_REQUIRED WORK_. State the number of lines in these records that include the string "RowError", and say nothing more.

(Collected data entries)
//! Formatted terminal output.

use crate::domain::{FittedParams, P80Source, SizeDistribution};
use crate::models::predict_passing;
use crate::report::{AnalysisSummary, EnergySummary, ScreenSummary};

/// Format the full run summary (sample table + fits + process figures).
pub fn format_run_summary(summary: &AnalysisSummary) -> String {
    let mut out = String::new();

    out.push_str(&format!("=== {} ===\n", summary.title));
    out.push_str(&format!("Source: {}\n", summary.source));
    out.push_str(&format!(
        "Sieves: n={} | size=[{}, {}] um | total mass={:.3}\n",
        summary.distribution.len(),
        fmt_size(summary.distribution.fractions.last().map_or(f64::NAN, |f| f.sieve_size)),
        fmt_size(summary.distribution.fractions.first().map_or(f64::NAN, |f| f.sieve_size)),
        summary.distribution.total_weight,
    ));
    out.push('\n');
    out.push_str(&format_distribution_table(&summary.distribution, &summary.fits));

    out.push_str("\nModel fits:\n");
    for params in &summary.fits {
        out.push_str(&format!("- {}\n", fmt_params(params)));
    }
    for skipped in &summary.skipped {
        out.push_str(&format!(
            "  (skipped {}) {}\n",
            skipped.model.display_name(),
            skipped.reason
        ));
    }
    for p80 in &summary.sample_p80 {
        out.push_str(&format!(
            "- {} P80 of sample: {} um\n",
            p80.model.short_name(),
            fmt_size(p80.value)
        ));
    }

    if let Some(probe) = &summary.probe {
        out.push_str(&format!("\nPredicted passing at {} um:\n", fmt_size(probe.size)));
        for p in &probe.passing {
            out.push_str(&format!("- {:<18} {:.2}%\n", p.model.display_name(), p.value));
        }
    }

    if let Some(energy) = &summary.energy {
        out.push_str("\nComminution energy:\n");
        out.push_str(&format_energy(energy));
    }

    if let Some(screen) = &summary.screen {
        out.push_str("\nScreening:\n");
        out.push_str(&format_screen(screen));
    }

    if let Some(label) = &summary.optimization_potential {
        out.push_str(&format!("\nOptimization potential: {label}\n"));
    }

    out
}

/// Sieve table with derived percentages and one fitted column per model.
pub fn format_distribution_table(dist: &SizeDistribution, fits: &[FittedParams]) -> String {
    let mut out = String::new();

    let mut header = format!(
        "{:>10} {:>10} {:>10} {:>10}",
        "size_um", "retained", "%ret", "%pass"
    );
    let mut rule = format!("{:-<10} {:-<10} {:-<10} {:-<10}", "", "", "", "");
    for params in fits {
        header.push_str(&format!(" {:>10}", format!("fit_{}", params.kind().short_name())));
        rule.push_str(&format!(" {:-<10}", ""));
    }
    out.push_str(header.trim_end());
    out.push('\n');
    out.push_str(rule.trim_end());
    out.push('\n');

    for f in &dist.fractions {
        let mut row = format!(
            "{:>10} {:>10.3} {:>10.2} {:>10.2}",
            fmt_size(f.sieve_size),
            f.weight_retained,
            f.percent_retained,
            f.cumulative_passing
        );
        for params in fits {
            row.push_str(&format!(" {:>10.2}", predict_passing(params, f.sieve_size)));
        }
        out.push_str(row.trim_end());
        out.push('\n');
    }

    out
}

pub(crate) fn format_energy(energy: &EnergySummary) -> String {
    let mut out = String::new();
    out.push_str(&format!("- Feed F80: {} um\n", fmt_size(energy.feed_p80)));
    out.push_str(&format!("- Product P80: {}\n", fmt_p80_source(energy.product_p80)));
    if let Some(e) = energy.energy_consumption {
        out.push_str(&format!("- Energy consumption: {e:.3} kWh/t\n"));
    }
    if let Some(wi) = energy.calculated_work_index {
        out.push_str(&format!("- Bond Work Index: {wi:.2} kWh/t\n"));
    } else if let Some(wi) = energy.work_index {
        out.push_str(&format!("- Bond Work Index (given): {wi:.2} kWh/t\n"));
    }
    if let Some(w) = energy.energy_required {
        out.push_str(&format!("- Energy required: {w:.3} kWh/t\n"));
    }
    if let Some(t) = energy.throughput {
        out.push_str(&format!("- Throughput: {t:.1} t/h\n"));
    }
    if let Some(p) = energy.mill_power_kw {
        out.push_str(&format!("- Mill power: {p:.1} kW\n"));
    }
    out
}

pub(crate) fn format_screen(screen: &ScreenSummary) -> String {
    let f = &screen.fractions;
    let mut out = String::new();
    out.push_str(&format!(
        "- Undersize fractions: feed={:.3} oversize={:.3} undersize={:.3}\n",
        f.feed_undersize, f.oversize_undersize, f.undersize_undersize
    ));
    out.push_str(&format!("- Screen efficiency: {:.2}%\n", screen.efficiency * 100.0));
    out.push_str(&format!(
        "- Blinding check (threshold {:.2}): {}\n",
        screen.threshold, screen.blinding.message
    ));
    out
}

pub(crate) fn fmt_params(params: &FittedParams) -> String {
    let (scale, shape) = params.scale_shape();
    let (scale_label, shape_label) = params.labels();
    format!(
        "{}: {scale_label}={} um, {shape_label}={shape:.4}",
        params.kind().display_name(),
        fmt_size(scale)
    )
}

pub(crate) fn fmt_p80_source(source: P80Source) -> String {
    match source {
        P80Source::Given { value } => format!("{} um (given)", fmt_size(value)),
        P80Source::Model { kind, value } => {
            format!("{} um (from {} fit)", fmt_size(value), kind.display_name())
        }
    }
}

/// Sizes: whole micrometres when large, two decimals otherwise.
pub(crate) fn fmt_size(v: f64) -> String {
    if v.abs() >= 100.0 {
        format!("{v:.0}")
    } else {
        format!("{v:.2}")
    }
}
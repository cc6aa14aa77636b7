//! CSV ingest and validation for sieve analysis data.
//!
//! Expected schema (header row required, column order free, extra columns ignored):
//!
//! ```text
//! sieve_size,weight_retained
//! 1000,10
//! 500,20
//! ```
//!
//! Design goals:
//! - **Strict schema** for required columns (clear errors)
//! - **Row-level validation** (skip bad rows, but report what happened)
//! - **Separation of concerns**: no distribution math here

use std::collections::HashMap;
use std::fs::File;
use std::path::{Path, PathBuf};

use csv::StringRecord;
use tracing::{debug, warn};

use crate::domain::SieveObservation;
use crate::error::IngestError;

const SIZE_COLUMN: &str = "sieve_size";
const WEIGHT_COLUMN: &str = "weight_retained";

/// A row-level error encountered during ingest.
#[derive(Debug, Clone)]
pub struct RowError {
    pub line: usize,
    pub message: String,
}

/// Ingest output: valid readings + row errors.
#[derive(Debug, Clone)]
pub struct SieveData {
    pub path: PathBuf,
    pub observations: Vec<SieveObservation>,
    pub row_errors: Vec<RowError>,
    pub rows_read: usize,
}

/// Load sieve readings from a CSV file.
pub fn load_sieve_csv(path: &Path) -> Result<SieveData, IngestError> {
    if !path.exists() {
        return Err(IngestError::FileNotFound(path.to_path_buf()));
    }

    let file = File::open(path).map_err(|source| IngestError::Open {
        path: path.to_path_buf(),
        source,
    })?;

    let mut reader = csv::ReaderBuilder::new()
        .flexible(true)
        .trim(csv::Trim::All)
        .from_reader(file);

    let headers = reader.headers()?.clone();
    let header_map = build_header_map(&headers);

    for column in [SIZE_COLUMN, WEIGHT_COLUMN] {
        if !header_map.contains_key(column) {
            return Err(IngestError::MissingColumn(column));
        }
    }

    let mut observations = Vec::new();
    let mut row_errors = Vec::new();
    let mut rows_read = 0usize;

    for (idx, result) in reader.records().enumerate() {
        // +2: records() starts after the header, and lines are 1-based.
        let line = idx + 2;
        rows_read += 1;

        let record = match result {
            Ok(r) => r,
            Err(e) => {
                row_errors.push(RowError {
                    line,
                    message: format!("CSV parse error: {e}"),
                });
                continue;
            }
        };

        match parse_row(&record, &header_map) {
            Ok(obs) => observations.push(obs),
            Err(message) => row_errors.push(RowError { line, message }),
        }
    }

    for err in &row_errors {
        warn!(line = err.line, "skipping row: {}", err.message);
    }
    debug!(
        path = %path.display(),
        rows_read,
        rows_used = observations.len(),
        "loaded sieve CSV"
    );

    if observations.is_empty() {
        return Err(IngestError::NoValidRows {
            path: path.to_path_buf(),
            rejected: row_errors.len(),
        });
    }

    Ok(SieveData {
        path: path.to_path_buf(),
        observations,
        row_errors,
        rows_read,
    })
}

fn build_header_map(headers: &StringRecord) -> HashMap<String, usize> {
    headers
        .iter()
        .enumerate()
        .map(|(idx, name)| (normalize_header_name(name), idx))
        .collect()
}

fn normalize_header_name(name: &str) -> String {
    // Spreadsheet exports often prefix the first header with a UTF-8 BOM.
    let name = name.trim().trim_start_matches('\u{feff}');
    name.to_ascii_lowercase()
}

fn parse_row(record: &StringRecord, header_map: &HashMap<String, usize>) -> Result<SieveObservation, String> {
    let sieve_size = parse_f64(get_required(record, header_map, SIZE_COLUMN)?, SIZE_COLUMN)?;
    let weight_retained = parse_f64(get_required(record, header_map, WEIGHT_COLUMN)?, WEIGHT_COLUMN)?;

    if sieve_size <= 0.0 {
        return Err(format!("Invalid `{SIZE_COLUMN}` {sieve_size} (must be > 0)."));
    }
    if weight_retained < 0.0 {
        return Err(format!("Invalid `{WEIGHT_COLUMN}` {weight_retained} (must be >= 0)."));
    }

    Ok(SieveObservation {
        sieve_size,
        weight_retained,
    })
}

fn get_required<'a>(
    record: &'a StringRecord,
    header_map: &HashMap<String, usize>,
    name: &str,
) -> Result<&'a str, String> {
    let idx = header_map
        .get(name)
        .ok_or_else(|| format!("Missing required column: `{name}`"))?;
    record
        .get(*idx)
        .map(str::trim)
        .filter(|s| !s.is_empty())
        .ok_or_else(|| format!("Missing required value: `{name}`"))
}

fn parse_f64(s: &str, name: &str) -> Result<f64, String> {
    match s.parse::<f64>() {
        Ok(v) if v.is_finite() => Ok(v),
        _ => Err(format!("Invalid number '{s}' in `{name}`.")),
    }
}
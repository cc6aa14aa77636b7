//! Screen efficiency and blinding.
//!
//! With `f`, `o`, `u` the undersize fractions (0–1) of feed, oversize and
//! undersize streams, the mass balance gives `U/F = (f - o)/(u - o)`, so the
//! undersize recovery is
//!
//! ```text
//! E = ((f - o)/(u - o)) · (u/f)
//! ```

use serde::{Deserialize, Serialize};

use crate::domain::DEFAULT_BLINDING_THRESHOLD;
use crate::error::AnalysisError;

/// Undersize recovery of a screen.
///
/// Fails when `u == o` (streams are identical, nothing was separated) and when
/// `f == 0` (no undersize in the feed to recover).
pub fn calculate_screen_efficiency(
    feed_undersize: f64,
    oversize_undersize: f64,
    undersize_undersize: f64,
) -> Result<f64, AnalysisError> {
    let (f, o, u) = (feed_undersize, oversize_undersize, undersize_undersize);

    if u == o {
        return Err(AnalysisError::InvalidSeparation { fraction: u });
    }
    if f == 0.0 {
        return Err(AnalysisError::ZeroFeedUndersize);
    }

    Ok(((f - o) / (u - o)) * (u / f))
}

/// Outcome of the blinding threshold check.
#[derive(Debug, Clone, PartialEq, Eq, Serialize, Deserialize)]
pub struct BlindingCheck {
    pub is_blinding: bool,
    pub message: String,
}

/// Flag a screen whose efficiency has dropped below `threshold`.
pub fn detect_blinding(efficiency: f64, threshold: f64) -> BlindingCheck {
    if efficiency < threshold {
        BlindingCheck {
            is_blinding: true,
            message: "Potential blinding or screen wear detected.".to_string(),
        }
    } else {
        BlindingCheck {
            is_blinding: false,
            message: "Screen operating normally.".to_string(),
        }
    }
}

/// `detect_blinding` with the default 0.85 threshold.
pub fn detect_blinding_default(efficiency: f64) -> BlindingCheck {
    detect_blinding(efficiency, DEFAULT_BLINDING_THRESHOLD)
}

#[cfg(test)]
mod tests {
    use super::*;

    #[test]
    fn efficiency_matches_mass_balance() {
        let e = calculate_screen_efficiency(0.8, 0.1, 0.95).unwrap();
        let expected = (0.7 / 0.85) * (0.95 / 0.8);
        assert!((e - expected).abs() < 1e-12);
        assert!((e - 0.9779).abs() < 1e-4);
    }

    #[test]
    fn identical_streams_are_rejected() {
        for &(f, o) in &[(0.8, 0.1), (0.5, 0.5), (0.0, 0.3)] {
            let err = calculate_screen_efficiency(f, o, o).unwrap_err();
            assert_eq!(err, AnalysisError::InvalidSeparation { fraction: o });
        }
    }

    #[test]
    fn zero_feed_undersize_is_rejected() {
        let err = calculate_screen_efficiency(0.0, 0.1, 0.95).unwrap_err();
        assert_eq!(err, AnalysisError::ZeroFeedUndersize);
    }

    #[test]
    fn blinding_threshold_is_strict() {
        assert!(detect_blinding(0.84, 0.85).is_blinding);
        assert!(!detect_blinding(0.85, 0.85).is_blinding);
        assert_eq!(detect_blinding_default(0.9).message, "Screen operating normally.");
        assert_eq!(
            detect_blinding_default(0.5).message,
            "Potential blinding or screen wear detected."
        );
    }
}
//! Domain types used throughout the pipeline.
//!
//! This module defines:
//!
//! - model selection enums (`ModelKind`, `ModelSpec`)
//! - sieve readings and derived distributions (`SieveObservation`, `SizeDistribution`)
//! - fit outputs (`FittedParams`) and run configuration (`AnalysisConfig`)

pub mod types;

pub use types::*;
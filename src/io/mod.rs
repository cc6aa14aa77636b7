//! Input/output helpers.
//!
//! - sieve CSV ingest + validation (`ingest`)
//! - CSV/JSON exports (`export`)

pub mod export;
pub mod ingest;

pub use export::*;
pub use ingest::*;
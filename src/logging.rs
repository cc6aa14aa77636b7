//! Tracing subscriber setup for the `grind` binary.

use std::fs::File;
use std::path::Path;
use std::sync::Mutex;

use tracing_subscriber::{filter::LevelFilter, fmt, prelude::*};

use crate::error::AppError;

/// Map `-v` occurrences to a level; `quiet` wins over verbosity.
pub fn level_for(verbosity: u8, quiet: bool) -> LevelFilter {
    if quiet {
        return LevelFilter::OFF;
    }
    match verbosity {
        0 => LevelFilter::WARN,
        1 => LevelFilter::INFO,
        2 => LevelFilter::DEBUG,
        _ => LevelFilter::TRACE,
    }
}

/// Install the global subscriber: compact stderr output plus an optional plain-text log file.
pub fn setup_logging(verbosity: u8, quiet: bool, log_file: Option<&Path>) -> Result<(), AppError> {
    let stderr_layer = fmt::layer()
        .with_writer(std::io::stderr)
        .with_ansi(true)
        .with_target(false)
        .compact();

    let subscriber = tracing_subscriber::registry()
        .with(level_for(verbosity, quiet))
        .with(stderr_layer);

    match log_file {
        Some(path) => {
            let file = File::create(path).map_err(|e| {
                AppError::new(2, format!("Failed to create log file '{}': {e}", path.display()))
            })?;
            let file_layer = fmt::layer()
                .with_writer(Mutex::new(file))
                .with_ansi(false)
                .with_target(true);
            subscriber.with(file_layer).try_init()
        }
        None => subscriber.try_init(),
    }
    .map_err(|e| AppError::new(2, format!("Failed to initialise logging: {e}")))
}

#[cfg(test)]
mod tests {
    use super::*;

    #[test]
    fn verbosity_maps_to_levels() {
        assert_eq!(level_for(0, false), LevelFilter::WARN);
        assert_eq!(level_for(1, false), LevelFilter::INFO);
        assert_eq!(level_for(2, false), LevelFilter::DEBUG);
        assert_eq!(level_for(7, false), LevelFilter::TRACE);
        assert_eq!(level_for(3, true), LevelFilter::OFF);
    }

    #[test]
    fn file_layer_captures_events() {
        let dir = tempfile::tempdir().unwrap();
        let path = dir.path().join("grind.log");
        let file = File::create(&path).unwrap();
        let subscriber = tracing_subscriber::registry().with(fmt::layer().with_writer(Mutex::new(file)).with_ansi(false));

        tracing::subscriber::with_default(subscriber, || {
            tracing::warn!("screen efficiency below threshold");
        });

        let content = std::fs::read_to_string(&path).unwrap();
        assert!(content.contains("WARN"));
        assert!(content.contains("screen efficiency below threshold"));
    }

    #[test]
    fn unwritable_log_file_is_an_error() {
        let dir = tempfile::tempdir().unwrap();
        let err = setup_logging(0, true, Some(dir.path())).unwrap_err();
        assert_eq!(err.exit_code(), 2);
    }
}
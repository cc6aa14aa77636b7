//! Top-level application orchestration.
//!
//! `src/main.rs` is intentionally tiny; this module is the "real main" that:
//! - loads `.env` defaults and parses CLI arguments
//! - installs logging
//! - turns arguments into an `AnalysisConfig` and runs the pipeline
//! - prints summaries and plots

use std::path::{Path, PathBuf};

use clap::{CommandFactory, Parser};
use tracing::{info, warn};

use crate::cli::{AnalyzeArgs, Cli, Command, DemoArgs, SynthArgs};
use crate::domain::{
    AnalysisConfig, ModelKind, ModelSpec, SampleConfig, ScreenFractions,
    SizeDistribution,
};
use crate::error::AppError;

pub mod pipeline;

/// Demo assumptions: feed F80, product P80 (um), specific energy (kWh/t), throughput (t/h).
const DEMO_FEED_P80: f64 = 12_000.0;
const DEMO_PRODUCT_P80: f64 = 8_000.0;
const DEMO_ENERGY: f64 = 1.85;
const DEMO_THROUGHPUT: f64 = 450.0;
const DEMO_PROBE_SIZE: f64 = 800.0;
const DEMO_SCREEN: ScreenFractions = ScreenFractions {
    feed_undersize: 0.8,
    oversize_undersize: 0.1,
    undersize_undersize: 0.95,
};

/// Entry point for the `grind` binary.
pub fn run() -> Result<(), AppError> {
    dotenvy::dotenv().ok();

    // `grind --demo` and `grind --input X` predate the subcommands; clap needs a
    // subcommand name, so rewrite argv before parsing.
    let argv = rewrite_args(std::env::args().collect());
    if argv.len() < 2 {
        Cli::command()
            .print_help()
            .map_err(|e| AppError::new(2, format!("Failed to print help: {e}")))?;
        println!();
        return Ok(());
    }
    let cli = Cli::parse_from(argv);

    crate::logging::setup_logging(cli.verbose, cli.quiet, cli.log_file.as_deref())?;

    match cli.command {
        Command::Demo(args) => handle_demo(args),
        Command::Analyze(args) => handle_analyze(args),
        Command::Synth(args) => handle_synth(args),
    }
}

fn handle_demo(args: DemoArgs) -> Result<(), AppError> {
    let config = demo_config(&args);
    let observations = crate::data::demo_observations();
    let run = pipeline::run_analysis(&observations, "built-in demo sample", &config)?;

    print_run(&run, &config);
    for path in [&config.pdf_report_path, &config.report_path].into_iter().flatten() {
        println!("Report written to {}", path.display());
    }
    Ok(())
}

fn handle_analyze(args: AnalyzeArgs) -> Result<(), AppError> {
    let data = crate::io::load_sieve_csv(&args.input)?;
    info!(
        path = %data.path.display(),
        rows = data.rows_read,
        valid = data.observations.len(),
        "sieve data loaded"
    );

    if args.preview {
        return preview(&data);
    }

    let config = fit_config_from_args(&args);
    let source = args.input.display().to_string();
    let run = pipeline::run_analysis(&data.observations, &source, &config)?;

    if !data.row_errors.is_empty() {
        println!("Skipped {} invalid row(s) in {}", data.row_errors.len(), source);
    }
    print_run(&run, &config);
    Ok(())
}

fn handle_synth(args: SynthArgs) -> Result<(), AppError> {
    let config = SampleConfig {
        model: args.model,
        size_param: args.size_param,
        shape_param: args.shape,
        top_size: args.top_size,
        sieve_count: args.sieves,
        total_mass: args.mass,
        noise: args.noise,
        seed: args.seed,
    };
    let observations = crate::data::generate_sample(&config)?;
    crate::io::write_sieve_csv(&args.output, &observations)?;
    println!(
        "Wrote {} sieves ({} {}={}, shape={}) to {}",
        observations.len(),
        config.model.display_name(),
        match config.model {
            ModelKind::GaudinSchuhmann => "k",
            ModelKind::RosinRammler => "d_char",
        },
        config.size_param,
        config.shape_param,
        args.output.display()
    );
    Ok(())
}

fn print_run(run: &pipeline::RunOutput, config: &AnalysisConfig) {
    println!("{}", crate::report::format_run_summary(&run.summary));
    if config.plot {
        let plot = crate::plot::render_ascii_plot(
            &run.summary.distribution,
            &run.summary.fits,
            config.plot_width,
            config.plot_height,
        );
        println!("{plot}");
    }
}

fn preview(data: &crate::io::SieveData) -> Result<(), AppError> {
    println!("Loaded {} sieve rows from {}", data.observations.len(), data.path.display());
    for row in &data.row_errors {
        println!("  line {}: {}", row.line, row.message);
    }
    let dist = SizeDistribution::from_observations(&data.observations)?;
    println!("{}", crate::report::format_distribution_table(&dist, &[]));
    Ok(())
}

pub fn fit_config_from_args(args: &AnalyzeArgs) -> AnalysisConfig {
    let screen = match (args.feed_undersize, args.oversize_undersize, args.undersize_undersize) {
        (Some(f), Some(o), Some(u)) => Some(ScreenFractions {
            feed_undersize: f,
            oversize_undersize: o,
            undersize_undersize: u,
        }),
        _ => None,
    };

    AnalysisConfig {
        title: "Comminution & Screening Analysis".to_string(),
        model_spec: args.model,
        p80_model: args.p80_model,
        feed_p80: args.feed_p80,
        product_p80: args.product_p80,
        probe_size: args.probe,
        energy_consumption: args.energy,
        work_index: args.work_index,
        throughput: args.throughput,
        screen,
        blinding_threshold: args.blinding_threshold,
        potential_suffix: None,
        plot: args.plot.plot && !args.plot.no_plot,
        plot_width: args.plot.width,
        plot_height: args.plot.height,
        pdf_report_path: args.pdf.clone(),
        report_path: args.report.clone(),
        chart_path: args.chart.clone(),
        export_distribution: args.export.clone(),
        export_json: args.export_json.clone(),
    }
}

/// The fixed demo run: built-in sample plus the demo plant assumptions.
pub fn demo_config(args: &DemoArgs) -> AnalysisConfig {
    let chart_path = if args.no_chart {
        None
    } else {
        Some(args.chart.clone().unwrap_or_else(|| chart_beside(&args.report)))
    };

    AnalysisConfig {
        title: "Comminution & Screening Analysis (Demo)".to_string(),
        model_spec: ModelSpec::Both,
        p80_model: ModelKind::GaudinSchuhmann,
        feed_p80: Some(DEMO_FEED_P80),
        product_p80: Some(DEMO_PRODUCT_P80),
        probe_size: Some(DEMO_PROBE_SIZE),
        energy_consumption: Some(DEMO_ENERGY),
        work_index: None,
        throughput: Some(DEMO_THROUGHPUT),
        screen: Some(DEMO_SCREEN),
        blinding_threshold: None,
        potential_suffix: Some(" (Demo)".to_string()),
        plot: args.plot.plot && !args.plot.no_plot,
        plot_width: args.plot.width,
        plot_height: args.plot.height,
        pdf_report_path: Some(args.report.clone()),
        report_path: args.markdown.clone(),
        chart_path,
        export_distribution: None,
        export_json: None,
    }
}

fn chart_beside(report: &Path) -> PathBuf {
    if report.extension().is_some_and(|ext| ext == "svg") {
        warn!(path = %report.display(), "report path has an .svg extension; chart gets a suffix");
        return report.with_extension("chart.svg");
    }
    report.with_extension("svg")
}

/// Rewrite argv for the flag-style entry points.
///
/// Rules:
/// - `grind --demo ...`          -> `grind demo ...`
/// - `grind --input X ...`       -> `grind analyze --input X ...`
/// - global flags before either are kept in place
/// - anything else               -> unchanged
fn rewrite_args(mut argv: Vec<String>) -> Vec<String> {
    let mut pos = 1;
    while let Some(arg) = argv.get(pos) {
        if arg == "--log-file" {
            pos += 2;
        } else if is_global_flag(arg) {
            pos += 1;
        } else {
            break;
        }
    }
    let Some(arg) = argv.get(pos).cloned() else {
        return argv;
    };

    if arg == "--demo" {
        argv[pos] = "demo".to_string();
    } else if arg == "--input" || arg == "-i" || arg.starts_with("--input=") {
        argv.insert(pos, "analyze".to_string());
    }
    argv
}

fn is_global_flag(arg: &str) -> bool {
    match arg {
        "-q" | "--quiet" | "--verbose" => true,
        _ if arg.starts_with("--log-file=") => true,
        _ => arg.len() > 1 && arg.starts_with("-v") && arg[1..].chars().all(|c| c == 'v'),
    }
}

_RESPONSE AREA_. 4